Is it, or isn't it? Here we sit (at year's end when this was written) wondering when the good times will roll again, debating whether or not the country is technically in a recession-as if "technically" it made any difference. Business was off. Companies were laying off employees. There was hope, but it was shrouded with an apprehension of waiting for the other shoe to fall.

A recession, according to my dictionary, is a temporary falling off of business during a period when activity has generally been increasing. In the parlance of some economists, it is a technical correction of the economy. Describing it that way makes it sound too simple, too insignificant. When General Motors decides to shutter 21 factories and cut 74,000 jobs... when IBM, burdened with a tradition of never laying anyone off announces it'll cut its workforce by 20,000 in 1992... When TRW reports it plans to cut 10,000 jobs, 14% of its workforce, over the next 18 months... it should be obvious that the problem is more than a "technical correction."

What's more, recessions usually hit on the factory-floor help but leave management pretty much unscathed. That's not the case this time. Only 30% of the layoffs are Blue-collars. Dan Lacey, editor of "Workplace Trends" newsletter calculates that since October, corporate staff cuts have been coming at the rate of 2600/day. Audrey Freedman, Conference Board economist, agrees that layoffs are hitting managerial, administrative, technical, and professional jobs harder than in the 1981-82 more-classical recession.

And, recession or not, most of those jobs will not be coming back because layers of management have been eliminated. That's a structural shift in the way we run business in the US. It was forced by the globalization of competitive factors that goes beyond recession-survival tactics. In announcing Gm's restructuring, Chairman Robert Stempel made it clear such drastic steps were necessary to permit the company to be competitive over the long haul.

There are other global developments that go beyond traditional recessionary factors that will continue to impact the way the US climbs out of its economic stagnation. With the Peace Dividend, as welcome as it is, comes the dismantling of the industrial-military complex and the jobs and investment it spurred. And what of the competitive impact of a united Europe; the challenge of a demographic shift which will find workforce entrants at the turn of the century dominated by nontraditional elements including immigrants, the unskilled, and women?
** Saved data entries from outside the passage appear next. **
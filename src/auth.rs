//! Password hashing primitive. The core only ever calls [`verify`]; hash
//! generation backs the `genpass` CLI verb.

/// Verifies `candidate` against an adaptive salted `hash`. Never panics:
/// a malformed hash is simply treated as a non-match.
pub fn verify(hash: &str, candidate: &str) -> bool {
    bcrypt::verify(candidate, hash).unwrap_or(false)
}

pub fn hash(password: &str) -> Result<String, bcrypt::BcryptError> {
    bcrypt::hash(password, bcrypt::DEFAULT_COST)
}

#[cfg(test)]
mod tests {
    use super::*;

    #[test]
    fn round_trips_a_password() {
        let hashed = hash("hunter2").unwrap();
        assert!(verify(&hashed, "hunter2"));
        assert!(!verify(&hashed, "wrong"));
    }

    #[test]
    fn malformed_hash_never_panics() {
        assert!(!verify("not-a-real-hash", "anything"));
    }
}
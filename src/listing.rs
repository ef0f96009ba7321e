//! Renders directory entries as the LIST/NLST wire formats.

use chrono::{DateTime, Local};
use std::fs::Metadata;
use std::path::Path;

#[cfg(unix)]
use std::os::unix::fs::{MetadataExt, PermissionsExt};

/// Owner/group name resolution is an injectable function so the core
/// never hard-codes a particular OS lookup strategy (out of scope, per
/// a particular OS lookup strategy. `default_owner_lookup` below is the concrete,
/// Unix-specific implementation the binary wires in.
pub type OwnerLookup = fn(&Metadata) -> (String, String);

pub fn unknown_owner(_metadata: &Metadata) -> (String, String) {
    ("unknown".to_string(), "unknown".to_string())
}

#[cfg(unix)]
pub fn default_owner_lookup(metadata: &Metadata) -> (String, String) {
    let user = uzers::get_user_by_uid(metadata.uid())
        .map(|u| u.name().to_string_lossy().into_owned())
        .unwrap_or_else(|| "unknown".to_string());
    let group = uzers::get_group_by_gid(metadata.gid())
        .map(|g| g.name().to_string_lossy().into_owned())
        .unwrap_or_else(|| "unknown".to_string());
    (user, group)
}

#[cfg(not(unix))]
pub fn default_owner_lookup(metadata: &Metadata) -> (String, String) {
    unknown_owner(metadata)
}

fn mode_string(metadata: &Metadata) -> String {
    let type_char = if metadata.is_dir() { 'd' } else { '-' };

    #[cfg(unix)]
    let bits = metadata.permissions().mode();
    #[cfg(not(unix))]
    let bits: u32 = if metadata.permissions().readonly() {
        0o444
    } else {
        0o644
    };

    let flag = |bit: u32, c: char| if bits & bit != 0 { c } else { '-' };
    format!(
        "{type_char}{}{}{}{}{}{}{}{}{}",
        flag(0o400, 'r'),
        flag(0o200, 'w'),
        flag(0o100, 'x'),
        flag(0o040, 'r'),
        flag(0o020, 'w'),
        flag(0o010, 'x'),
        flag(0o004, 'r'),
        flag(0o002, 'w'),
        flag(0o001, 'x'),
    )
}

fn modtime_string(metadata: &Metadata) -> String {
    metadata
        .modified()
        .ok()
        .map(|t| {
            DateTime::<Local>::from(t)
                .format("%b %d %Y")
                .to_string()
        })
        .unwrap_or_else(|| "Jan 01 1970".to_string())
}

/// One `LIST` line for a single entry: `<mode> 1 <user> <group> <size> <modtime> <name>\r\n`.
pub fn list_line(name: &str, metadata: &Metadata, owner_lookup: OwnerLookup) -> String {
    let (user, group) = owner_lookup(metadata);
    format!(
        "{} 1 {} {} {} {} {}\r\n",
        mode_string(metadata),
        user,
        group,
        metadata.len(),
        modtime_string(metadata),
        name
    )
}

/// Builds the full LIST body for `path`, which may be a file or a
/// directory. Directory entries are listed unsorted in readdir order,
/// matching the teacher's behaviour.
pub fn list_body(path: &Path, owner_lookup: OwnerLookup) -> std::io::Result<String> {
    let metadata = std::fs::symlink_metadata(path)?;
    let mut body = String::new();
    if metadata.is_dir() {
        for entry in std::fs::read_dir(path)? {
            let entry = entry?;
            let entry_meta = entry.metadata()?;
            let name = entry.file_name().to_string_lossy().into_owned();
            body.push_str(&list_line(&name, &entry_meta, owner_lookup));
        }
    } else {
        let name = path
            .file_name()
            .map(|n| n.to_string_lossy().into_owned())
            .unwrap_or_default();
        body.push_str(&list_line(&name, &metadata, owner_lookup));
    }
    Ok(body)
}

/// Builds the full NLST body: one name per entry, CRLF terminated.
pub fn nlst_body(path: &Path) -> std::io::Result<String> {
    let metadata = std::fs::symlink_metadata(path)?;
    let mut body = String::new();
    if metadata.is_dir() {
        for entry in std::fs::read_dir(path)? {
            let entry = entry?;
            body.push_str(&entry.file_name().to_string_lossy());
            body.push_str("\r\n");
        }
    } else if let Some(name) = path.file_name() {
        body.push_str(&name.to_string_lossy());
        body.push_str("\r\n");
    }
    Ok(body)
}

#[cfg(test)]
mod tests {
    use super::*;

    #[test]
    fn mode_string_marks_directory() {
        let dir = tempfile::tempdir().unwrap();
        let metadata = std::fs::metadata(dir.path()).unwrap();
        assert!(mode_string(&metadata).starts_with('d'));
    }

    #[test]
    fn nlst_lists_file_names() {
        let dir = tempfile::tempdir().unwrap();
        std::fs::write(dir.path().join("a.txt"), b"hi").unwrap();
        let body = nlst_body(dir.path()).unwrap();
        assert_eq!(body, "a.txt\r\n");
    }

    #[test]
    fn list_includes_size_and_name() {
        let dir = tempfile::tempdir().unwrap();
        std::fs::write(dir.path().join("a.txt"), b"hello").unwrap();
        let body = list_body(dir.path(), unknown_owner).unwrap();
        assert!(body.contains("unknown unknown"));
        assert!(body.contains(" 5 "));
        assert!(body.ends_with("a.txt\r\n"));
    }
}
There is more eating at the underpinnings of the US economy than recessionary economics. There are structural adjustments that defy a quick fix; that, like the unemployment brought about by downsizing, will take a generation to work through.

Traditionally, the tendency during a recession is to pull in the sails and ride out the storm. That won't work this time. With the structural changes taking place, managements that take a wait-and-see attitude run the risk of being left behind. It's a time for action, not reaction; for searching out and investing in new solutions rather than waiting for outdated economic theories to take hold.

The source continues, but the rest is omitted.